[slurm-users] Troubleshooting scheduling

Sun Mar 25 12:50:17 MDT 2018

Hi everyone,

Is there a guide anywhere on how to figure out why jobs aren't being
started?

We have a cluster with nodes of mixed sizes/powers currently roughly half
the cluster is idle even though there are ~5k jobs queued.
All jobs are queued due to priority while only 1 job is marked as waiting
for resources, the job waiting for resources needs a tiny bit more RAM then
slurm shows available for all the idle nodes (62.5G vs 62G in sinfo but if
you ask 'free -m' it would be 62.8G).
So the job would seem to be waiting for larger nodes which is fine but what
I don't understand is why the several thousand other jobs that have very
modest memory requests 4-8G aren't starting on the small nodes.

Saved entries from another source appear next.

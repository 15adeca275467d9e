use crate::error::{Error, Result};
use crate::sink::RecordSink;
use std::sync::{Arc, Mutex};

/// In-memory sink collecting every appended record.
#[derive(Clone, Default)]
pub(crate) struct MemorySink {
    records: Arc<Mutex<Vec<Vec<u8>>>>,
}

impl MemorySink {
    pub(crate) fn lines(&self) -> Vec<serde_json::Map<String, serde_json::Value>> {
        self.records
            .lock()
            .unwrap()
            .iter()
            .map(|line| match serde_json::from_slice(line).unwrap() {
                serde_json::Value::Object(map) => map,
                other => panic!("expected object, got {other}"),
            })
            .collect()
    }
}

impl RecordSink for MemorySink {
    fn append(&self, record: &[u8]) -> Result<()> {
        self.records.lock().unwrap().push(record.to_vec());
        Ok(())
    }
}

/// Sink whose every write fails.
pub(crate) struct BrokenSink;

impl RecordSink for BrokenSink {
    fn append(&self, _record: &[u8]) -> Result<()> {
        Err(Error::Config("disk on fire".into()))
    }
}
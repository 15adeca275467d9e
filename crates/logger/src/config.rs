use crate::error::{Error, Result};
use crate::level::Severity;
use crate::sink::FailurePolicy;
use serde::Deserialize;
use std::path::{Path, PathBuf};

/// Rotation size used when a sink is configured with `max_size_mb == 0`.
pub const DEFAULT_MAX_SIZE_MB: u64 = 100;

const MEGABYTE: u64 = 1024 * 1024;

/// Rotation policy of one sink file.
///
/// A zero `max_backups` keeps every rotated file and a zero `max_age_days`
/// never expires them. Backups are named in local time and never
/// compressed.
#[derive(Debug, Clone, PartialEq, Eq)]
pub struct SinkConfig {
    path: PathBuf,
    max_size_mb: u64,
    max_backups: usize,
    max_age_days: u64,
}

impl SinkConfig {
    pub fn new(path: impl Into<PathBuf>) -> Self {
        SinkConfig {
            path: path.into(),
            max_size_mb: DEFAULT_MAX_SIZE_MB,
            max_backups: 0,
            max_age_days: 0,
        }
    }

    pub fn with_max_size_mb(mut self, max_size_mb: u64) -> Self {
        self.max_size_mb = max_size_mb;
        self
    }

    pub fn with_max_backups(mut self, max_backups: usize) -> Self {
        self.max_backups = max_backups;
        self
    }

    pub fn with_max_age_days(mut self, max_age_days: u64) -> Self {
        self.max_age_days = max_age_days;
        self
    }

    pub fn path(&self) -> &Path {
        &self.path
    }

    pub fn max_backups(&self) -> usize {
        self.max_backups
    }

    pub fn max_age_days(&self) -> u64 {
        self.max_age_days
    }

    /// Size in bytes a file may grow past before it is rotated.
    pub fn max_size_bytes(&self) -> u64 {
        let mb = match self.max_size_mb {
            0 => DEFAULT_MAX_SIZE_MB,
            mb => mb,
        };
        mb.saturating_mul(MEGABYTE)
    }
}

/// Everything needed to build the two sinks and their router.
///
/// Deserializes from JSON; any missing key takes its default.
///
/// ```json
/// {"dir": "/var/log/app", "warn_file": "err.log", "level": "debug"}
/// ```
#[derive(Debug, Clone, PartialEq, Eq, Deserialize)]
#[serde(default)]
pub struct LogConfig {
    /// Directory holding both log files.
    pub dir: PathBuf,
    /// File receiving records below warn.
    pub info_file: String,
    /// File receiving warn and above.
    pub warn_file: String,
    pub max_size_mb: u64,
    pub max_backups: usize,
    pub max_age_days: u64,
    /// Records below this severity are dropped.
    pub level: Severity,
    /// What a sink does when a write fails.
    pub on_write_error: FailurePolicy,
}

impl Default for LogConfig {
    fn default() -> Self {
        LogConfig {
            dir: PathBuf::from("logs"),
            info_file: "info.log".to_string(),
            warn_file: "error.log".to_string(),
            max_size_mb: DEFAULT_MAX_SIZE_MB,
            max_backups: 5,
            max_age_days: 30,
            level: Severity::Info,
            on_write_error: FailurePolicy::default(),
        }
    }
}

impl LogConfig {
    pub fn from_json(text: &str) -> Result<Self> {
        Ok(serde_json::from_str(text)?)
    }

    /// Reads and parses a JSON configuration file.
    pub fn load(path: impl AsRef<Path>) -> Result<Self> {
        let path = path.as_ref();
        let text = std::fs::read_to_string(path).map_err(|e| Error::io(path, e))?;
        Self::from_json(&text)
    }

    /// Rotation policy for `file_name` inside [`LogConfig::dir`].
    pub fn sink_config(&self, file_name: &str) -> SinkConfig {
        SinkConfig::new(self.dir.join(file_name))
            .with_max_size_mb(self.max_size_mb)
            .with_max_backups(self.max_backups)
            .with_max_age_days(self.max_age_days)
    }
}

We're using Slurm 2017.11 with the sched/backfill scheduler.

My logic says that if the job is waiting for the larger nodes then the
smaller jobs can easily be filled with small jobs without harming its'
start time....

So how/where can I see what/why slurm is not starting these jobs.

One other thing when I submit a tiny job (hostname) slurm doesn't even
stick it on the idle nodes but instead fits it in on the nodes currently
already in use, only if I explicitely request an idle node does the test
job go there.

Thanks!
Eli
-------------- next part --------------
An HTML attachment was scrubbed...
URL: <http://lists.schedmd.com/pipermail/slurm-users/attachments/20180325/152e4afb/attachment.html>